◆ **Task directions**: Would you copy out each line of the records below that includes the word "iter"?

◆ **Records to use**:
• • •
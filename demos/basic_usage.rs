use flipdot_codec::{decode_batch, encode, queues_to_matrix, InputSource, Matrix, PanelConfig};

fn main() -> Result<(), Box<dyn std::error::Error>> {
    let config = PanelConfig::standard();

    let mut matrix = Matrix::zero();
    for i in 0..26.min(48) {
        matrix.set(i, i, true);
    }

    let payloads = encode(&matrix, &config)?;
    println!("encoded {} payload(s)", payloads.len());
    for payload in &payloads {
        let bytes = payload.to_bytes();
        let hex: Vec<String> = bytes.iter().map(|b| format!("{:02x}", b)).collect();
        println!("  addr 0x{:X}: {}", payload.address, hex.join(" "));
    }

    let bodies: Vec<Vec<u8>> = payloads.iter().map(|p| p.to_bytes()).collect();
    let sources: Vec<InputSource> = bodies.iter().map(|b| InputSource::Payload(b)).collect();
    let report = decode_batch(&sources);

    if report.issues.is_empty() {
        println!("decoded cleanly, no issues");
    } else {
        for issue in &report.issues {
            println!("issue: {}", issue);
        }
    }

    let (decoded, _types) = queues_to_matrix(&report.queues, &config);
    assert_eq!(decoded, matrix, "round trip should reproduce the diagonal");
    println!("round trip OK");

    Ok(())
}
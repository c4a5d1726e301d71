// Two frame shapes: the command frame a display address is addressed
// with (0x7E, 0xA0|addr, payload, checksum, 0x7E), and the legacy input
// frame used to recognize pre-recorded capture lines (0x7E, 0xA5, addr,
// payload, checksum, 0x7E). checksum XORs the command/addr byte with
// every payload byte.

const FLAG: u8 = 0x7E;
const LEGACY_COMMAND: u8 = 0xA5;
const DISPLAY_COMMAND_BASE: u8 = 0xA0;

pub fn wrap_frame(display_addr: u8, payload: &[u8]) -> Vec<u8> {
    let command = DISPLAY_COMMAND_BASE | (display_addr & 0x0F);
    let mut frame = Vec::with_capacity(payload.len() + 4);
    frame.push(FLAG);
    frame.push(command);
    frame.extend_from_slice(payload);

    let mut checksum = command;
    for &b in payload {
        checksum ^= b;
    }
    frame.push(checksum);
    frame.push(FLAG);
    frame
}

pub fn unwrap_frame(frame: &[u8]) -> std::result::Result<(u8, &[u8]), String> {
    if frame.len() < 4 {
        return Err("frame shorter than the minimum 4 bytes".into());
    }
    if frame[0] != FLAG || frame[frame.len() - 1] != FLAG {
        return Err("frame is not delimited by 0x7E on both ends".into());
    }

    let command = frame[1];
    if command & 0xF0 != DISPLAY_COMMAND_BASE {
        return Err(format!("command byte 0x{:02X} is not 0xA0|addr", command));
    }

    let payload = &frame[2..frame.len() - 2];
    let received_checksum = frame[frame.len() - 2];

    let mut checksum = command;
    for &b in payload {
        checksum ^= b;
    }
    if checksum != received_checksum {
        return Err(format!(
            "checksum mismatch: expected 0x{:02X}, got 0x{:02X}",
            checksum, received_checksum
        ));
    }

    Ok((command & 0x0F, payload))
}

pub fn wrap_legacy_frame(addr: u8, payload: &[u8]) -> Vec<u8> {
    let mut frame = Vec::with_capacity(payload.len() + 5);
    frame.push(FLAG);
    frame.push(LEGACY_COMMAND);
    frame.push(addr);
    frame.extend_from_slice(payload);

    let mut checksum = LEGACY_COMMAND ^ addr;
    for &b in payload {
        checksum ^= b;
    }
    frame.push(checksum);
    frame.push(FLAG);
    frame
}

pub fn parse_legacy_frame(frame: &[u8]) -> std::result::Result<(u8, &[u8]), String> {
    if frame.len() < 5 {
        return Err("frame shorter than the minimum 5 bytes".into());
    }
    if frame[0] != FLAG || frame[frame.len() - 1] != FLAG {
        return Err("frame is not delimited by 0x7E on both ends".into());
    }
    if frame[1] != LEGACY_COMMAND {
        return Err(format!(
            "command byte 0x{:02X} is not the legacy 0xA5 marker",
            frame[1]
        ));
    }

    let addr = frame[2];
    let body = &frame[3..frame.len() - 2];
    Ok((addr, body))
}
• • •
◆ **Result**:
        let hex: Vec<String> = bytes.iter().map(|b| format!("{:02x}", b)).collect();
    let bodies: Vec<Vec<u8>> = payloads.iter().map(|p| p.to_bytes()).collect();
    let sources: Vec<InputSource> = bodies.iter().map(|b| InputSource::Payload(b)).collect();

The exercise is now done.